Items listed in a dataset
= Beginning of Section =

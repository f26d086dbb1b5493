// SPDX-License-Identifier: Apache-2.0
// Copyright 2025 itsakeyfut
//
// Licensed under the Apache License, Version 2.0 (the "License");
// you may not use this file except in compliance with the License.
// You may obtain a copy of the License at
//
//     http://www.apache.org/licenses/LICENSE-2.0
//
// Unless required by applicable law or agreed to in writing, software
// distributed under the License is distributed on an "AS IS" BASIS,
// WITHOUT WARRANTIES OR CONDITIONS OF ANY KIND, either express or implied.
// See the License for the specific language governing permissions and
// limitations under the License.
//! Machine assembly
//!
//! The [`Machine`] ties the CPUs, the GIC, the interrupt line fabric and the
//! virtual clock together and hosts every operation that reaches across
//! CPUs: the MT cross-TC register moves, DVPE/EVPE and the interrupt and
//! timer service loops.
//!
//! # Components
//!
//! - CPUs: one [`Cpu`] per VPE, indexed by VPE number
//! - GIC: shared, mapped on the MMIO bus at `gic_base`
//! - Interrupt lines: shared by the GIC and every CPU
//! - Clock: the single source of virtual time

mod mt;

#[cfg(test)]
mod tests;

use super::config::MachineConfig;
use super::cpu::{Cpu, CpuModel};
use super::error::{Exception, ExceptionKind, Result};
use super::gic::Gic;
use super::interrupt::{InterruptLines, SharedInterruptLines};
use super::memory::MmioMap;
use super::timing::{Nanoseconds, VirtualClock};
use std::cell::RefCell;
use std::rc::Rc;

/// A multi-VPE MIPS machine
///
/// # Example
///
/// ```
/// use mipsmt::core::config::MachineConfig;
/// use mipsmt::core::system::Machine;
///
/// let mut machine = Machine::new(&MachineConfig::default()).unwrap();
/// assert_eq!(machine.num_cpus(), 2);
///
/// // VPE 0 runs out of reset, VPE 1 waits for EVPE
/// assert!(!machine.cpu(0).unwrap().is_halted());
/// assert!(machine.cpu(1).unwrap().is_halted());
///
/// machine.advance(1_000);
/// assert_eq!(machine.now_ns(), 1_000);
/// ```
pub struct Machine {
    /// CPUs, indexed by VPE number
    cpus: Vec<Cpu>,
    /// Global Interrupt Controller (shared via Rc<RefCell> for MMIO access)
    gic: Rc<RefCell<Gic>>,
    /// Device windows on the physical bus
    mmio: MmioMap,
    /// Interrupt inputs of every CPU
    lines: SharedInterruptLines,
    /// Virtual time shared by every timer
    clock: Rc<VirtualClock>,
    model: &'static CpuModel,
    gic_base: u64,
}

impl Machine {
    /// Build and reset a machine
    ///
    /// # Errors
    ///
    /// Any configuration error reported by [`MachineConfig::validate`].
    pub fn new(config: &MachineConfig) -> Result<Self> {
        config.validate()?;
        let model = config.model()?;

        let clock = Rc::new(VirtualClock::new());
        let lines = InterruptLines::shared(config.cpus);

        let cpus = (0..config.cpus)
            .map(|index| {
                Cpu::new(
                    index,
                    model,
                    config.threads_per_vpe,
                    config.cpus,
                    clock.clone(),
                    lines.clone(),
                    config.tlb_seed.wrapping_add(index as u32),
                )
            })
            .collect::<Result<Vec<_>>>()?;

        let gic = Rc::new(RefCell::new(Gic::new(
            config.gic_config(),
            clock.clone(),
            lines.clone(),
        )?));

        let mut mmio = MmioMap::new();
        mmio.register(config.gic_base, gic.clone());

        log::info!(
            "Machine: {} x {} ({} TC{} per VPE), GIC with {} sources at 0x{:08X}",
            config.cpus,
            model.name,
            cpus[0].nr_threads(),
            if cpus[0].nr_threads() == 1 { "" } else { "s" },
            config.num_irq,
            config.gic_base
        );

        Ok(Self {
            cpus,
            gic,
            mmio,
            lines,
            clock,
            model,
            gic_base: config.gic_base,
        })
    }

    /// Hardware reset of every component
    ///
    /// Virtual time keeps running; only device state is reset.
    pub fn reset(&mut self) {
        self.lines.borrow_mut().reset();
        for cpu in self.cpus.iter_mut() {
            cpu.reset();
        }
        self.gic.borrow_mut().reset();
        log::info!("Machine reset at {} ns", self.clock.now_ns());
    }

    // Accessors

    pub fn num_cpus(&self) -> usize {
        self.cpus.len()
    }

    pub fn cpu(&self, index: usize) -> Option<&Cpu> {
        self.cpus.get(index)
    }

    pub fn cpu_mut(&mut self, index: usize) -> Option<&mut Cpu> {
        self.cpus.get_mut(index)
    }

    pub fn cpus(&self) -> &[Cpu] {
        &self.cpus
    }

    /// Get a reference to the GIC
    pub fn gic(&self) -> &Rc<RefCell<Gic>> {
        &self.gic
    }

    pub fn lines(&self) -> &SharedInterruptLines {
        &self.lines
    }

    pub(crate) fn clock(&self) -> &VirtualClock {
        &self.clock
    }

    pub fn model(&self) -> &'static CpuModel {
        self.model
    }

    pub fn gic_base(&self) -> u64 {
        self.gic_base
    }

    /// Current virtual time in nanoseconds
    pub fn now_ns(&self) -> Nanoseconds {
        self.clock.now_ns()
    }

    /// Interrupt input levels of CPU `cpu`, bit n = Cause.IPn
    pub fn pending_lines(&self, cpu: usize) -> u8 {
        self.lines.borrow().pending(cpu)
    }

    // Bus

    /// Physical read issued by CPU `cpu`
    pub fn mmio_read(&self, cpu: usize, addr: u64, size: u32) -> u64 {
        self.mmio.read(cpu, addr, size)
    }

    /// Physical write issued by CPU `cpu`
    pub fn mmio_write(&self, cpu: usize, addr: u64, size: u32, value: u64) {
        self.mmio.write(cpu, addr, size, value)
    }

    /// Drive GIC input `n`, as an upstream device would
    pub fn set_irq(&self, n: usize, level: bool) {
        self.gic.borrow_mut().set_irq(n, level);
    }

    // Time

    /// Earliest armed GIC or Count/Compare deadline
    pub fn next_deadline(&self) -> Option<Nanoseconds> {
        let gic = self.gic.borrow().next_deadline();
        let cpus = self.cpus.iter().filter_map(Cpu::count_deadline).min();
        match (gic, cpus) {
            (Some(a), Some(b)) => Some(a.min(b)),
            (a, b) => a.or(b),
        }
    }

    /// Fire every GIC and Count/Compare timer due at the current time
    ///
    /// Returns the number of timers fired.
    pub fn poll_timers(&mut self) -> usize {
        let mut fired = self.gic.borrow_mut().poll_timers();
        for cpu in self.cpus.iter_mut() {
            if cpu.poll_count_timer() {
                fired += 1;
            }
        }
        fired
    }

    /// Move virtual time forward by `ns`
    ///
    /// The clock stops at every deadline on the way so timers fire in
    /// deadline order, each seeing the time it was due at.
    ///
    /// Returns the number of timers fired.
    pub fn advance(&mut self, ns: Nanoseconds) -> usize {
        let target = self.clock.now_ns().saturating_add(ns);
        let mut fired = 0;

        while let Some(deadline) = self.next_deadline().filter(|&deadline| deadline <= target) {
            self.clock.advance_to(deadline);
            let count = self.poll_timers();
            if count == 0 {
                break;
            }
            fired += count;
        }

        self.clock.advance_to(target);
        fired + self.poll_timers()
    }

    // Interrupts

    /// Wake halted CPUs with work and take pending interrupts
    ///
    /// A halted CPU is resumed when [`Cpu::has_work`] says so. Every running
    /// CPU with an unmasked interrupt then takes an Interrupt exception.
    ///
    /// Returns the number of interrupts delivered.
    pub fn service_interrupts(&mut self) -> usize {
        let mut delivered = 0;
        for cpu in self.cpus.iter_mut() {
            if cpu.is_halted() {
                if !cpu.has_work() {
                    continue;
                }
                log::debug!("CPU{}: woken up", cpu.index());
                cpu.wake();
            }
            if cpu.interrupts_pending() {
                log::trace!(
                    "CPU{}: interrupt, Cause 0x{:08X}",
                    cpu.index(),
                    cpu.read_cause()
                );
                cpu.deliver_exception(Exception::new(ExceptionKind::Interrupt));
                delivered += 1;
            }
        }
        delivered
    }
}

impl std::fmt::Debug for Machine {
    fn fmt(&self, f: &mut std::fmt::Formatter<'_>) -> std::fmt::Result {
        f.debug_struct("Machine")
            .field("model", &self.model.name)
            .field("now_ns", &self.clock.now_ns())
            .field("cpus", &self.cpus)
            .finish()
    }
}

= End of Section =
= Beginning of Section =

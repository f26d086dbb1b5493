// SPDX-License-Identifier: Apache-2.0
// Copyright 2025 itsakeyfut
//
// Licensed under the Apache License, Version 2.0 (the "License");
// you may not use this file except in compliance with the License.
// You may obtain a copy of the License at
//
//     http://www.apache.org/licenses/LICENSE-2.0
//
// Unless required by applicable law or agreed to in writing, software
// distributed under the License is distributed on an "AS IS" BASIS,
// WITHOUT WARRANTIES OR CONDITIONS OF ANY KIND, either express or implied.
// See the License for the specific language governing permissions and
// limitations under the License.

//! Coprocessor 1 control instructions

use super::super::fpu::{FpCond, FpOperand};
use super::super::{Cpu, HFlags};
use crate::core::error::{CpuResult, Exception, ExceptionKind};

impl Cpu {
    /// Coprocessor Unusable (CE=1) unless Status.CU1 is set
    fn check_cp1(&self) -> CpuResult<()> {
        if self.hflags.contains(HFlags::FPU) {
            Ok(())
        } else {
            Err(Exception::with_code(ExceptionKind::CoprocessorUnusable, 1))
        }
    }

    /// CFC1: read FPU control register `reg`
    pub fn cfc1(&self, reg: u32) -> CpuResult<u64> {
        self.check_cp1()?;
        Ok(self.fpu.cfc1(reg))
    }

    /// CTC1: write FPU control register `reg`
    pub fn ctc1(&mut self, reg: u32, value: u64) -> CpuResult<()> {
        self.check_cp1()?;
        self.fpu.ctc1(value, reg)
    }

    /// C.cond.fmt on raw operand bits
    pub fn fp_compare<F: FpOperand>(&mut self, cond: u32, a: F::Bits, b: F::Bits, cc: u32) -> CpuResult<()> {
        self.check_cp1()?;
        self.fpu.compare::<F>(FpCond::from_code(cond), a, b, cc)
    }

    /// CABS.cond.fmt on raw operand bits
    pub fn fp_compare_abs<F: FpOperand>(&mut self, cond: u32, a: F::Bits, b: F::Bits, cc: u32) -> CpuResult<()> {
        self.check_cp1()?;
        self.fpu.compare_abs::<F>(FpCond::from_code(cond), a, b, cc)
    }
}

= End of Section =

Tally the lines in these entries that have the string "RefCell" in them, then answer with the count and nothing else.

- Exercise output
5